• **PROBLEM DETAILS**:
Pick out every line in the data below that holds "parsed".

• **SOURCE MATERIAL**:
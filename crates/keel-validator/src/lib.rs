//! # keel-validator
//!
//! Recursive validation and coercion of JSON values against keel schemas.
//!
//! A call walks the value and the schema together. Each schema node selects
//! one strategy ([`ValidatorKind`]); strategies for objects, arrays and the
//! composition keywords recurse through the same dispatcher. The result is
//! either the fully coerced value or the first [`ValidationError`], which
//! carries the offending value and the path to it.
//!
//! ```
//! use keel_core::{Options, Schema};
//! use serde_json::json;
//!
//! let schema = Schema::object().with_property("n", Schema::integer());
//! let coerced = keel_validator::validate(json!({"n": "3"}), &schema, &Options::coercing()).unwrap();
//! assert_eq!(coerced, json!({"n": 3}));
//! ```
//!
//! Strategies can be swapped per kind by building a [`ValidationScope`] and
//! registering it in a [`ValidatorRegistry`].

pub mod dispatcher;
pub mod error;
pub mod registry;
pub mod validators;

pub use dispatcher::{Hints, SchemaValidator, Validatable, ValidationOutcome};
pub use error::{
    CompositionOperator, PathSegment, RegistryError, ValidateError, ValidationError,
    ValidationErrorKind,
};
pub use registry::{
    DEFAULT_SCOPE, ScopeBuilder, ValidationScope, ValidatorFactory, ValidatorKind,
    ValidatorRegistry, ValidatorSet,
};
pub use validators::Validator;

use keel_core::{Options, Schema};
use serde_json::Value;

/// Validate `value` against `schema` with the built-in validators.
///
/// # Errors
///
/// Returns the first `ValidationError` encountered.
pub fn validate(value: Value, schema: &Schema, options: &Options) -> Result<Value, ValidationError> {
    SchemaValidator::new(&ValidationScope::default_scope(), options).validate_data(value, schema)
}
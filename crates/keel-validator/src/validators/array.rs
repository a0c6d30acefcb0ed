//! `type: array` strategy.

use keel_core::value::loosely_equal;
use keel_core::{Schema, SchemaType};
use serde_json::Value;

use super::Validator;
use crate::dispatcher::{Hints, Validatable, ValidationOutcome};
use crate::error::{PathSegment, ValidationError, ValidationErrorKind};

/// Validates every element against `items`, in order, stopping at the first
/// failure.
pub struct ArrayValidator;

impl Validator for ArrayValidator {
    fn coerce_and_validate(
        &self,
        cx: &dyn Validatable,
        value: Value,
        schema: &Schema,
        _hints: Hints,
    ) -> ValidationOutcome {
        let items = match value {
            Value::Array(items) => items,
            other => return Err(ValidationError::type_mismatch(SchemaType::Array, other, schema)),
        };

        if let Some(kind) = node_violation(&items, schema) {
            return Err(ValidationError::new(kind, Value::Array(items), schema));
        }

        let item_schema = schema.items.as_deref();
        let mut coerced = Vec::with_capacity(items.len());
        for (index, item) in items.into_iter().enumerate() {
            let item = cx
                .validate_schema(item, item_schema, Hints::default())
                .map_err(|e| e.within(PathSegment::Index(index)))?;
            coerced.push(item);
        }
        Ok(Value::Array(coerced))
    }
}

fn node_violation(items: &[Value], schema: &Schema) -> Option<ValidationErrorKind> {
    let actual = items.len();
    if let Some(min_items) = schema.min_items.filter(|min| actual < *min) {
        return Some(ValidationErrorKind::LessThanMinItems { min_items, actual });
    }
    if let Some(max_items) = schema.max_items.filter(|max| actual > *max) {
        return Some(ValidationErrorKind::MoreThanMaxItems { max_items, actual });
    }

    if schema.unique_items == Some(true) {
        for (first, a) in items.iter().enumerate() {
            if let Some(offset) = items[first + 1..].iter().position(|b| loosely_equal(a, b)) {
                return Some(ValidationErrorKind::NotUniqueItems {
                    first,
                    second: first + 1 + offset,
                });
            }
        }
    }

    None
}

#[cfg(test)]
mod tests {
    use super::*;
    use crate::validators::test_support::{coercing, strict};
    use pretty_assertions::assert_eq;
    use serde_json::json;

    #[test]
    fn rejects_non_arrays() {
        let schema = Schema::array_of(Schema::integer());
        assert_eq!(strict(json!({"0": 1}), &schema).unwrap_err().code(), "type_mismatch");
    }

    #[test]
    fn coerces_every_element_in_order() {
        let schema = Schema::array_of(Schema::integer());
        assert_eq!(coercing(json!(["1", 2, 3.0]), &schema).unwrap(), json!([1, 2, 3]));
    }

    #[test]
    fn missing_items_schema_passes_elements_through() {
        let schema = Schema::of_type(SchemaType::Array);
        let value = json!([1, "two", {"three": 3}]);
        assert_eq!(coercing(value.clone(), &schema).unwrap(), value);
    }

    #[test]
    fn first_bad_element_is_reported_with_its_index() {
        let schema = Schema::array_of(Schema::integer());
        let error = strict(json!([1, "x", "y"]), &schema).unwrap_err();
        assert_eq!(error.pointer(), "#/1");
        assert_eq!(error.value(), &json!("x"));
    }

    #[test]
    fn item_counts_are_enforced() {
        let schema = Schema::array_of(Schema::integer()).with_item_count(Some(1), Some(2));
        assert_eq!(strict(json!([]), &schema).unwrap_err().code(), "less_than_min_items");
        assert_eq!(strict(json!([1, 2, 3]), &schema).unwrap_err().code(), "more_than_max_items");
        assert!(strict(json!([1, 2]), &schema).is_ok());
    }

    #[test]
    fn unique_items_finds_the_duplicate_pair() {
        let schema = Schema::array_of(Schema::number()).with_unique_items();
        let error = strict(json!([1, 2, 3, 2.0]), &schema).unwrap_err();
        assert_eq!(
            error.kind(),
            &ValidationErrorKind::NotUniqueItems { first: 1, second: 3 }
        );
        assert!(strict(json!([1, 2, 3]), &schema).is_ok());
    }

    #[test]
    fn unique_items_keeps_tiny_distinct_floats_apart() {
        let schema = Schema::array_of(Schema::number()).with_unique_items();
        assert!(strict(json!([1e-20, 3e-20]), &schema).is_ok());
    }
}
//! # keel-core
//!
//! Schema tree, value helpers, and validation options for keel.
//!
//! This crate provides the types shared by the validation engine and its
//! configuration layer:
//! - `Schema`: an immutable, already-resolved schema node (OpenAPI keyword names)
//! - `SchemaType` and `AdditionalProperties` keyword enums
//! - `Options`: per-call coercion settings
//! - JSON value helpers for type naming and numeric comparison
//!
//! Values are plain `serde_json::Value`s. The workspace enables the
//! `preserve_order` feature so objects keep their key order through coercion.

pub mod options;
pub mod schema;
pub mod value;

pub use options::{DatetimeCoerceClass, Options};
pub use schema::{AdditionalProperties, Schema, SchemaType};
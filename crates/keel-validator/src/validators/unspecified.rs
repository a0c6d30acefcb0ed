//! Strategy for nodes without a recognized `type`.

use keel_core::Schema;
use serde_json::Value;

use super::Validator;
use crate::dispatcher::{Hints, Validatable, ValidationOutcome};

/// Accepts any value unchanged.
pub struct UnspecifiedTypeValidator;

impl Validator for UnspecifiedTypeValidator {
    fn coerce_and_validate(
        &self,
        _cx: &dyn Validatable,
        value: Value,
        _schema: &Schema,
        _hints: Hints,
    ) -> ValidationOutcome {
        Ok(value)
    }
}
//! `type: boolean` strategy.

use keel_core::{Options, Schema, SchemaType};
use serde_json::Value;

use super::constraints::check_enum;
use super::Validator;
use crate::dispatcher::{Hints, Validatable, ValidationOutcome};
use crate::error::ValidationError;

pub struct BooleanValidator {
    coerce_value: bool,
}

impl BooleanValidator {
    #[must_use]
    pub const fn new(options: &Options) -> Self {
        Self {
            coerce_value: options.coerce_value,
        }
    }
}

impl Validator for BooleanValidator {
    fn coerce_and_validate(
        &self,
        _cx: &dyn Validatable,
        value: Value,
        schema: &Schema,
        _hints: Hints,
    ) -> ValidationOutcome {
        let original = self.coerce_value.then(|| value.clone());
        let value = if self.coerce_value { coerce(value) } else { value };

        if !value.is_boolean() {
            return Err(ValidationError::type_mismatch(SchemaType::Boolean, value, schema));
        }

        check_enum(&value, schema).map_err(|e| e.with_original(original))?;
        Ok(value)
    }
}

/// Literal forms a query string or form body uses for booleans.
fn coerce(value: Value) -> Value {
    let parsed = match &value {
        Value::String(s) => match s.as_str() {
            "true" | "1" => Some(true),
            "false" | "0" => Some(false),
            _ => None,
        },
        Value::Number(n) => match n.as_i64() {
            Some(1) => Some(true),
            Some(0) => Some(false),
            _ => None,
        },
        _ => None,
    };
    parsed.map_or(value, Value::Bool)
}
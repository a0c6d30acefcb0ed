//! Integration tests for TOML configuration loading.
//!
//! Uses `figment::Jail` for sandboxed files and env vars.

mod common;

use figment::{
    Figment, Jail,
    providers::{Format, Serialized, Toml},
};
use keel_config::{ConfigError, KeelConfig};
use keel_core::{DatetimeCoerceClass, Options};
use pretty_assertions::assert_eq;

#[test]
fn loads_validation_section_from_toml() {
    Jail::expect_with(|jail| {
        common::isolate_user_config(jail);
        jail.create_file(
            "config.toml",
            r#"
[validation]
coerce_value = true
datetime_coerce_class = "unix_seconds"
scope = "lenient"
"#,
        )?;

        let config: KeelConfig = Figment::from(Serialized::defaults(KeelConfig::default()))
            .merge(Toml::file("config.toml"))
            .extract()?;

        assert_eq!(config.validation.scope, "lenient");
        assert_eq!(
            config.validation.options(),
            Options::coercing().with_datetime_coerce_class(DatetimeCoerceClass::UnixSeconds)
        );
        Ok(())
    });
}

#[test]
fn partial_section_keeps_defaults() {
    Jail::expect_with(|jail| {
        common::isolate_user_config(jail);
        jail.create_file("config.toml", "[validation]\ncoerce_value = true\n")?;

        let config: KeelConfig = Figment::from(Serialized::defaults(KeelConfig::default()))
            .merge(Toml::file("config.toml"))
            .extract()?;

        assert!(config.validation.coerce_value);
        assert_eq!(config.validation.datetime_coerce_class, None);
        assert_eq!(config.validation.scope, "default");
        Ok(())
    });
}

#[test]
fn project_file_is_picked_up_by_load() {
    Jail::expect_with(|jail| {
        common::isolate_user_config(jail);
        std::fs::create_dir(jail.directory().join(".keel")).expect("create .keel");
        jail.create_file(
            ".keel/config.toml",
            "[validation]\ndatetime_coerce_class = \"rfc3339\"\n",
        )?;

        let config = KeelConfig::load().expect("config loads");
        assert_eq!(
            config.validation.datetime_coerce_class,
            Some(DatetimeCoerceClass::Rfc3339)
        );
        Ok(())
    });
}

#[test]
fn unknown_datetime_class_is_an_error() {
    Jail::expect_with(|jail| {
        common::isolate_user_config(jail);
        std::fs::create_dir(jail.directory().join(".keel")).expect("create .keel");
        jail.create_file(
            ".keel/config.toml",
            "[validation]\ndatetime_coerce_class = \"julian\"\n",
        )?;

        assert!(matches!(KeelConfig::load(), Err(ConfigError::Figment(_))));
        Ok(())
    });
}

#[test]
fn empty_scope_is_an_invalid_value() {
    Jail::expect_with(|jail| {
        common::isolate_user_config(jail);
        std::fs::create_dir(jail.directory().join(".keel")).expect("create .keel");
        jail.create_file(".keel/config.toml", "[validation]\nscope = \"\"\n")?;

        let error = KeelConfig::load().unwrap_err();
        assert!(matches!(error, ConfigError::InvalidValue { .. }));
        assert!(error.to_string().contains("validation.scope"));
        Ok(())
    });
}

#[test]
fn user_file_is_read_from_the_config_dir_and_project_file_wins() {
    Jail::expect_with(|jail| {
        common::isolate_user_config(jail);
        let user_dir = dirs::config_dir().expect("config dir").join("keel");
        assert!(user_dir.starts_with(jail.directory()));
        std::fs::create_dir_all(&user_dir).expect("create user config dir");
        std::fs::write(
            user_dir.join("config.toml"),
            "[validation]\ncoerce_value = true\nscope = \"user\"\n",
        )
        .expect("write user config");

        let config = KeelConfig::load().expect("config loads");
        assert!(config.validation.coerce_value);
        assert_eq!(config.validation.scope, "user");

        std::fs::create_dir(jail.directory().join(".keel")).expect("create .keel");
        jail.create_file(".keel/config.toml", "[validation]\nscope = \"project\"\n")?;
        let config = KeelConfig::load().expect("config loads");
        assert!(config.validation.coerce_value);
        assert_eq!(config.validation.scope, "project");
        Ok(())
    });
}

• **ANSWER TO THE PROBLEM**:
    let parsed = match &value {
    parsed.map_or(value, Value::Bool)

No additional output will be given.